For better or worse, pun intended.

We crave certainty. We want answers and explanations for the way things are, and the way things will be. We desire resolution and finality.

After living through an intense period of uncertainty; where people have little or no control over the threat they’re facing, many people respond by doubling down on decision-making. I’ve had no control over my situation, well now I’m going to take control!

But just because we are ready to take control and act, doesn’t mean we’ll make the right decisions.

There is one principle that will ensure your spiritual growth and effectiveness, in this season.

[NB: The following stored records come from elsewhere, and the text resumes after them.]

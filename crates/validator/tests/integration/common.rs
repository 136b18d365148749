//! Shared fixtures

use keel_validator::prelude::*;

/// A booking window with a guest list.
#[derive(Debug, Clone)]
pub struct Booking {
    pub guest: Option<String>,
    pub email: String,
    pub start: i32,
    pub end: i32,
    pub rooms: Vec<u32>,
}

impl Booking {
    pub fn valid() -> Self {
        Self {
            guest: Some("Ada".to_owned()),
            email: "ada@example.com".to_owned(),
            start: 1,
            end: 4,
            rooms: vec![101],
        }
    }

    pub fn invalid() -> Self {
        Self {
            guest: None,
            email: "not an email".to_owned(),
            start: 5,
            end: 3,
            rooms: Vec::new(),
        }
    }
}

/// Registers the booking rules and returns the registry.
pub fn booking_registry() -> ValidatorRegistry {
    let registry = ValidatorRegistry::new();
    let booking = registry.for_type::<Booking>();
    booking
        .property("Guest", |b: &Booking| &b.guest)
        .unwrap()
        .apply(required())
        .apply(string_length(1, 40).unwrap());
    booking
        .property("Email", |b: &Booking| &b.email)
        .unwrap()
        .apply(email());
    booking
        .property("Start", |b: &Booking| &b.start)
        .unwrap()
        .apply(range(0, 365).unwrap())
        .apply_per_instance(less_or_equal("End", |b: &Booking| &b.end));
    booking
        .property("Rooms", |b: &Booking| &b.rooms)
        .unwrap()
        .apply(size(1, 3).unwrap());
    registry
}

pub fn codes(errors: &[ValidationError]) -> Vec<&str> {
    errors.iter().map(|e| e.code.as_ref()).collect()
}
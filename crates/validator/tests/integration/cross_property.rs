//! Cross-property rules bound per instance

use keel_validator::prelude::*;
use pretty_assertions::assert_eq;

#[derive(Debug)]
struct Interval {
    start: i32,
    end: i32,
}

fn interval_validator() -> ObjectValidator<Interval> {
    let validator = ObjectValidator::new();
    validator
        .property("End", |i: &Interval| &i.end)
        .unwrap()
        .apply_per_instance(less_than("Start", |i: &Interval| &i.start));
    validator
}

#[test]
fn violation_names_both_properties() {
    let validator = interval_validator();
    let errors = validator.validate_object(&Interval { start: 5, end: 7 });
    assert_eq!(errors.len(), 1);
    assert_eq!(errors[0].member_names.as_slice(), ["End", "Start"]);
    assert_eq!(errors[0].message, "End must be less than Start.");
}

#[test]
fn satisfied_comparison_yields_nothing() {
    let validator = interval_validator();
    assert!(validator.validate_object(&Interval { start: 5, end: 1 }).is_empty());
}

#[test]
fn bare_value_has_no_sibling_to_compare() {
    let validator = interval_validator();
    let end = validator.property("End", |i: &Interval| &i.end).unwrap();
    for value in [i32::MIN, 0, 5, i32::MAX] {
        assert!(end.validate_value(&value).is_empty());
    }
}

#[test]
fn comparison_reads_live_sibling_value() {
    let validator = interval_validator();
    let mut interval = Interval { start: 5, end: 1 };
    assert!(validator.validate_object(&interval).is_empty());

    interval.start = 0;
    assert_eq!(validator.validate_object(&interval).len(), 1);
}

#[test]
fn custom_message_expands_both_names() {
    let validator = ObjectValidator::new();
    validator
        .property("Confirm", |p: &(String, String)| &p.1)
        .unwrap()
        .apply_per_instance(
            equal_to("Password", |p: &(String, String)| &p.0)
                .with_message("{name} does not match {other}."),
        );

    let errors = validator.validate_object(&("secret".to_owned(), "typo".to_owned()));
    assert_eq!(errors[0].code, "equal_to");
    assert_eq!(errors[0].message, "Confirm does not match Password.");
}

#[test]
fn one_rule_shared_by_two_properties() {
    let validator = ObjectValidator::new();
    let not_before_start = greater_or_equal("Start", |i: &Interval| &i.start);
    validator
        .property("End", |i: &Interval| &i.end)
        .unwrap()
        .apply_per_instance(not_before_start.clone());
    validator
        .property("Start", |i: &Interval| &i.start)
        .unwrap()
        .apply_per_instance(not_before_start);

    let errors = validator.validate_object(&Interval { start: 9, end: 2 });
    let members: Vec<_> = errors.iter().map(|e| e.member_names.to_vec()).collect();
    assert_eq!(members, [vec!["End", "Start"]]);
}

Proceed in faith, not fear.

Over the last few months, you’ve learned things about God’s faithfulness that you could not have otherwise learned. You’ve had to trust him in new ways, but you’re not being asked to do something you haven’t already done before.

If you think about it, you’ve had to make a lot of small choices to trust God, yourself, others, the powers that be... just to survive the last few months. You haven’t had a lot of the information you want, to proceed in your business, your leadership, your ministry etc.

Yet, you took a leap of faith.

And for that you should be applauded.

Hey, it takes considerable faith to give your wife the razor and say, Honey, do me proud.

Now, the challenge is taking what you’ve learned and applying it to the future. Of course, this wouldn’t be difficult if the future was predictable, but who knows what’s coming next?

Nonetheless, faith is being sure of what we hope for...2

While so much has changed, and your world is still in some form of flux, faith remains.
Why? Because you’re still hoping for the same things! Personal renewal, spiritual revival in your church, restoration in your city.

Assuming you’ve learned something novel about the character of God through this pandemic, you just have more reason now, than you did before, to trust him.

So, proceed in faith; being sure that Jesus dealt with all the flux and uncertainty the devil could throw at you. On the cross, Jesus took on every doubt, fear and insecurity that threatens. When Jesus – despite all odds I might add – rose from the dead, the exchange was possible. Jesus took on your uncertain fate and now offers you his assurance, love and protection.

Of that, you can be sure.

 


1 Jamie Holmes, Nonsense: The Power of Not Knowing (New York: Broadway Books, 2016), 24.

2 Hebrews 11:1 NIV

Jesse Pals is the campus pastor of the Tapestry Marpole.